Produce an exact copy of all records below.

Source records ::
------------

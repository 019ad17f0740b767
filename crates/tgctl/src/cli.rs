use std::path::PathBuf;

use clap::{Args, Parser, Subcommand, ValueEnum};

use tgctl_core::{buttons::DEFAULT_COLUMNS, contacts::DEFAULT_KIND, messaging::types::FormatMode};

#[derive(Parser, Debug)]
#[command(name = "tgctl", version)]
#[command(about = "Send Telegram bot messages and manage saved contacts", long_about = None)]
pub struct Cli {
    #[command(subcommand)]
    pub command: Command,

    /// Credentials file (default: $TGCTL_ENV_FILE, then ./.env)
    #[arg(long, global = true, value_name = "PATH")]
    pub env_file: Option<PathBuf>,

    /// Verbose output
    #[arg(short, long, global = true)]
    pub verbose: bool,
}

#[derive(Subcommand, Debug)]
pub enum Command {
    /// Write the credentials file (bot token, optional default chat id)
    Init(InitArgs),
    /// Verify the bot token works
    TestConnection,
    /// Show bot identity and capabilities
    BotInfo,
    /// Show metadata for one chat
    ChatInfo {
        /// Chat ID to query
        #[arg(long, allow_hyphen_values = true)]
        chat_id: String,
    },
    /// List chats seen in recent updates (useful for discovering chat IDs)
    ListChats,
    /// Send a text message
    SendMessage(SendMessageArgs),
    /// Send a photo
    SendPhoto(SendPhotoArgs),
    /// Send a file as a document
    SendFile(SendFileArgs),
    /// Send a message with inline keyboard buttons
    SendButtons(SendButtonsArgs),
    /// Manage saved contacts
    #[command(subcommand)]
    Contacts(ContactsCommand),
}

impl Command {
    /// Verb phrase used in failure messages ("Failed to <action>").
    pub fn action(&self) -> &'static str {
        match self {
            Command::Init(_) => "initialize",
            Command::TestConnection => "connect",
            Command::BotInfo => "get bot info",
            Command::ChatInfo { .. } => "get chat info",
            Command::ListChats => "fetch chats",
            Command::SendMessage(_) | Command::SendButtons(_) => "send message",
            Command::SendPhoto(_) => "send photo",
            Command::SendFile(_) => "send file",
            Command::Contacts(ContactsCommand::Import) => "import",
            Command::Contacts(_) => "update contacts",
        }
    }

    /// Extra advice printed after a remote failure.
    pub fn remote_hint(&self) -> Option<&'static str> {
        match self {
            Command::TestConnection => Some("Check your bot token and internet connection"),
            Command::ChatInfo { .. } => {
                Some("Make sure the chat ID is correct and the bot has access to this chat")
            }
            _ => None,
        }
    }
}

#[derive(Args, Debug)]
pub struct InitArgs {
    /// Bot token from @BotFather (prompted when omitted)
    #[arg(long)]
    pub token: Option<String>,

    /// Default chat ID for commands run with --use-default
    #[arg(long)]
    pub default_chat_id: Option<String>,

    /// Overwrite an existing credentials file
    #[arg(long)]
    pub force: bool,
}

#[derive(Args, Debug, Default)]
pub struct TargetArgs {
    /// Contact name or chat ID
    #[arg(long, allow_hyphen_values = true)]
    pub to: Option<String>,

    /// Target chat ID
    #[arg(long, allow_hyphen_values = true)]
    pub chat_id: Option<String>,

    /// Use DEFAULT_CHAT_ID from the credentials file
    #[arg(long)]
    pub use_default: bool,
}

#[derive(Copy, Clone, Debug, Default, ValueEnum)]
pub enum FormatArg {
    Markdown,
    Html,
    #[default]
    None,
}

impl From<FormatArg> for FormatMode {
    fn from(f: FormatArg) -> Self {
        match f {
            FormatArg::Markdown => FormatMode::Markdown,
            FormatArg::Html => FormatMode::Html,
            FormatArg::None => FormatMode::Plain,
        }
    }
}

#[derive(Args, Debug)]
pub struct SendMessageArgs {
    #[command(flatten)]
    pub target: TargetArgs,

    /// Message text
    #[arg(short, long)]
    pub message: String,

    /// Message format
    #[arg(long, value_enum, default_value_t = FormatArg::None)]
    pub format: FormatArg,
}

#[derive(Args, Debug)]
pub struct SendPhotoArgs {
    #[command(flatten)]
    pub target: TargetArgs,

    /// Path to photo
    #[arg(long)]
    pub photo: PathBuf,

    /// Photo caption
    #[arg(long)]
    pub caption: Option<String>,
}

#[derive(Args, Debug)]
pub struct SendFileArgs {
    #[command(flatten)]
    pub target: TargetArgs,

    /// Path to file
    #[arg(long)]
    pub file: PathBuf,

    /// File caption/description
    #[arg(long)]
    pub caption: Option<String>,
}

#[derive(Args, Debug)]
pub struct SendButtonsArgs {
    #[command(flatten)]
    pub target: TargetArgs,

    /// Message text
    #[arg(short, long)]
    pub message: String,

    /// Button labels separated by commas (e.g. "Option 1,Option 2")
    #[arg(long)]
    pub buttons: String,

    /// Buttons per row
    #[arg(long, default_value_t = DEFAULT_COLUMNS)]
    pub columns: usize,
}

#[derive(Subcommand, Debug)]
pub enum ContactsCommand {
    /// Add or update a contact
    Add {
        /// Friendly name
        name: String,
        /// Telegram chat ID (negative for groups and channels)
        #[arg(allow_hyphen_values = true)]
        chat_id: String,
        /// Chat type (private, group, supergroup, channel)
        #[arg(long = "type", default_value = DEFAULT_KIND)]
        kind: String,
        /// Display title
        #[arg(long)]
        title: Option<String>,
    },
    /// Remove a contact
    Remove { name: String },
    /// List all contacts
    List,
    /// Search contacts by partial name
    Search { query: String },
    /// Print the chat ID for a contact
    Get { name: String },
    /// Import contacts from recent chats
    Import,
}

#[cfg(test)]
mod tests {
    use super::*;
    use clap::CommandFactory;

    #[test]
    fn cli_definition_is_valid() {
        Cli::command().debug_assert();
    }

    #[test]
    fn parses_send_message_with_contact_target() {
        let cli = Cli::try_parse_from([
            "tgctl",
            "send-message",
            "--to",
            "John",
            "-m",
            "hi",
            "--format",
            "html",
        ])
        .unwrap();
        match cli.command {
            Command::SendMessage(args) => {
                assert_eq!(args.target.to.as_deref(), Some("John"));
                assert_eq!(args.message, "hi");
                assert_eq!(FormatMode::from(args.format), FormatMode::Html);
            }
            other => panic!("unexpected command: {other:?}"),
        }
    }

    #[test]
    fn contacts_add_defaults_to_private() {
        let cli = Cli::try_parse_from(["tgctl", "contacts", "add", "John", "111"]).unwrap();
        match cli.command {
            Command::Contacts(ContactsCommand::Add { kind, title, .. }) => {
                assert_eq!(kind, "private");
                assert_eq!(title, None);
            }
            other => panic!("unexpected command: {other:?}"),
        }
    }

    #[test]
    fn negative_chat_ids_are_values() {
        let cli = Cli::try_parse_from(["tgctl", "contacts", "add", "Dev Team", "-100"]).unwrap();
        match cli.command {
            Command::Contacts(ContactsCommand::Add { chat_id, .. }) => assert_eq!(chat_id, "-100"),
            other => panic!("unexpected command: {other:?}"),
        }

        let cli =
            Cli::try_parse_from(["tgctl", "send-message", "--to", "-100", "-m", "x"]).unwrap();
        match cli.command {
            Command::SendMessage(args) => assert_eq!(args.target.to.as_deref(), Some("-100")),
            other => panic!("unexpected command: {other:?}"),
        }
    }

    #[test]
    fn buttons_default_to_two_columns() {
        let cli = Cli::try_parse_from([
            "tgctl",
            "send-buttons",
            "--use-default",
            "-m",
            "Pick",
            "--buttons",
            "A,B,C",
        ])
        .unwrap();
        match cli.command {
            Command::SendButtons(args) => {
                assert!(args.target.use_default);
                assert_eq!(args.columns, 2);
            }
            other => panic!("unexpected command: {other:?}"),
        }
    }
}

------------

EXPECTED ANSWER ::
repository 019ad17f0740b767
filename crates/tgctl/src/cli.rs
use std::path::PathBuf;

use clap::{Args, Parser, Subcommand, ValueEnum};

use tgctl_core::{buttons::DEFAULT_COLUMNS, contacts::DEFAULT_KIND, messaging::types::FormatMode};

#[derive(Parser, Debug)]
#[command(name = "tgctl", version)]
#[command(about = "Send Telegram bot messages and manage saved contacts", long_about = None)]
pub struct Cli {
    #[command(subcommand)]
    pub command: Command,

    /// Credentials file (default: $TGCTL_ENV_FILE, then ./.env)
    #[arg(long, global = true, value_name = "PATH")]
    pub env_file: Option<PathBuf>,

    /// Verbose output
    #[arg(short, long, global = true)]
    pub verbose: bool,
}

#[derive(Subcommand, Debug)]
pub enum Command {
    /// Write the credentials file (bot token, optional default chat id)
    Init(InitArgs),
    /// Verify the bot token works
    TestConnection,
    /// Show bot identity and capabilities
    BotInfo,
    /// Show metadata for one chat
    ChatInfo {
        /// Chat ID to query
        #[arg(long, allow_hyphen_values = true)]
        chat_id: String,
    },
    /// List chats seen in recent updates (useful for discovering chat IDs)
    ListChats,
    /// Send a text message
    SendMessage(SendMessageArgs),
    /// Send a photo
    SendPhoto(SendPhotoArgs),
    /// Send a file as a document
    SendFile(SendFileArgs),
    /// Send a message with inline keyboard buttons
    SendButtons(SendButtonsArgs),
    /// Manage saved contacts
    #[command(subcommand)]
    Contacts(ContactsCommand),
}

impl Command {
    /// Verb phrase used in failure messages ("Failed to <action>").
    pub fn action(&self) -> &'static str {
        match self {
            Command::Init(_) => "initialize",
            Command::TestConnection => "connect",
            Command::BotInfo => "get bot info",
            Command::ChatInfo { .. } => "get chat info",
            Command::ListChats => "fetch chats",
            Command::SendMessage(_) | Command::SendButtons(_) => "send message",
            Command::SendPhoto(_) => "send photo",
            Command::SendFile(_) => "send file",
            Command::Contacts(ContactsCommand::Import) => "import",
            Command::Contacts(_) => "update contacts",
        }
    }

    /// Extra advice printed after a remote failure.
    pub fn remote_hint(&self) -> Option<&'static str> {
        match self {
            Command::TestConnection => Some("Check your bot token and internet connection"),
            Command::ChatInfo { .. } => {
                Some("Make sure the chat ID is correct and the bot has access to this chat")
            }
            _ => None,
        }
    }
}

#[derive(Args, Debug)]
pub struct InitArgs {
    /// Bot token from @BotFather (prompted when omitted)
    #[arg(long)]
    pub token: Option<String>,

    /// Default chat ID for commands run with --use-default
    #[arg(long)]
    pub default_chat_id: Option<String>,

    /// Overwrite an existing credentials file
    #[arg(long)]
    pub force: bool,
}

#[derive(Args, Debug, Default)]
pub struct TargetArgs {
    /// Contact name or chat ID
    #[arg(long, allow_hyphen_values = true)]
    pub to: Option<String>,

    /// Target chat ID
    #[arg(long, allow_hyphen_values = true)]
    pub chat_id: Option<String>,

    /// Use DEFAULT_CHAT_ID from the credentials file
    #[arg(long)]
    pub use_default: bool,
}

#[derive(Copy, Clone, Debug, Default, ValueEnum)]
pub enum FormatArg {
    Markdown,
    Html,
    #[default]
    None,
}

impl From<FormatArg> for FormatMode {
    fn from(f: FormatArg) -> Self {
        match f {
            FormatArg::Markdown => FormatMode::Markdown,
            FormatArg::Html => FormatMode::Html,
            FormatArg::None => FormatMode::Plain,
        }
    }
}

#[derive(Args, Debug)]
pub struct SendMessageArgs {
    #[command(flatten)]
    pub target: TargetArgs,

    /// Message text
    #[arg(short, long)]
    pub message: String,

    /// Message format
    #[arg(long, value_enum, default_value_t = FormatArg::None)]
    pub format: FormatArg,
}

#[derive(Args, Debug)]
pub struct SendPhotoArgs {
    #[command(flatten)]
    pub target: TargetArgs,

    /// Path to photo
    #[arg(long)]
    pub photo: PathBuf,

    /// Photo caption
    #[arg(long)]
    pub caption: Option<String>,
}

#[derive(Args, Debug)]
pub struct SendFileArgs {
    #[command(flatten)]
    pub target: TargetArgs,

    /// Path to file
    #[arg(long)]
    pub file: PathBuf,

    /// File caption/description
    #[arg(long)]
    pub caption: Option<String>,
}

#[derive(Args, Debug)]
pub struct SendButtonsArgs {
    #[command(flatten)]
    pub target: TargetArgs,

    /// Message text
    #[arg(short, long)]
    pub message: String,

    /// Button labels separated by commas (e.g. "Option 1,Option 2")
    #[arg(long)]
    pub buttons: String,

    /// Buttons per row
    #[arg(long, default_value_t = DEFAULT_COLUMNS)]
    pub columns: usize,
}

#[derive(Subcommand, Debug)]
pub enum ContactsCommand {
    /// Add or update a contact
    Add {
        /// Friendly name
        name: String,
        /// Telegram chat ID (negative for groups and channels)
        #[arg(allow_hyphen_values = true)]
        chat_id: String,
        /// Chat type (private, group, supergroup, channel)
        #[arg(long = "type", default_value = DEFAULT_KIND)]
        kind: String,
        /// Display title
        #[arg(long)]
        title: Option<String>,
    },
    /// Remove a contact
    Remove { name: String },
    /// List all contacts
    List,
    /// Search contacts by partial name
    Search { query: String },
    /// Print the chat ID for a contact
    Get { name: String },
    /// Import contacts from recent chats
    Import,
}

#[cfg(test)]
mod tests {
    use super::*;
    use clap::CommandFactory;

    #[test]
    fn cli_definition_is_valid() {
        Cli::command().debug_assert();
    }

    #[test]
    fn parses_send_message_with_contact_target() {
        let cli = Cli::try_parse_from([
            "tgctl",
            "send-message",
            "--to",
            "John",
            "-m",
            "hi",
            "--format",
            "html",
        ])
        .unwrap();
        match cli.command {
            Command::SendMessage(args) => {
                assert_eq!(args.target.to.as_deref(), Some("John"));
                assert_eq!(args.message, "hi");
                assert_eq!(FormatMode::from(args.format), FormatMode::Html);
            }
            other => panic!("unexpected command: {other:?}"),
        }
    }

    #[test]
    fn contacts_add_defaults_to_private() {
        let cli = Cli::try_parse_from(["tgctl", "contacts", "add", "John", "111"]).unwrap();
        match cli.command {
            Command::Contacts(ContactsCommand::Add { kind, title, .. }) => {
                assert_eq!(kind, "private");
                assert_eq!(title, None);
            }
            other => panic!("unexpected command: {other:?}"),
        }
    }

    #[test]
    fn negative_chat_ids_are_values() {
        let cli = Cli::try_parse_from(["tgctl", "contacts", "add", "Dev Team", "-100"]).unwrap();
        match cli.command {
            Command::Contacts(ContactsCommand::Add { chat_id, .. }) => assert_eq!(chat_id, "-100"),
            other => panic!("unexpected command: {other:?}"),
        }

        let cli =
            Cli::try_parse_from(["tgctl", "send-message", "--to", "-100", "-m", "x"]).unwrap();
        match cli.command {
            Command::SendMessage(args) => assert_eq!(args.target.to.as_deref(), Some("-100")),
            other => panic!("unexpected command: {other:?}"),
        }
    }

    #[test]
    fn buttons_default_to_two_columns() {
        let cli = Cli::try_parse_from([
            "tgctl",
            "send-buttons",
            "--use-default",
            "-m",
            "Pick",
            "--buttons",
            "A,B,C",
        ])
        .unwrap();
        match cli.command {
            Command::SendButtons(args) => {
                assert!(args.target.use_default);
                assert_eq!(args.columns, 2);
            }
            other => panic!("unexpected command: {other:?}"),
        }
    }
}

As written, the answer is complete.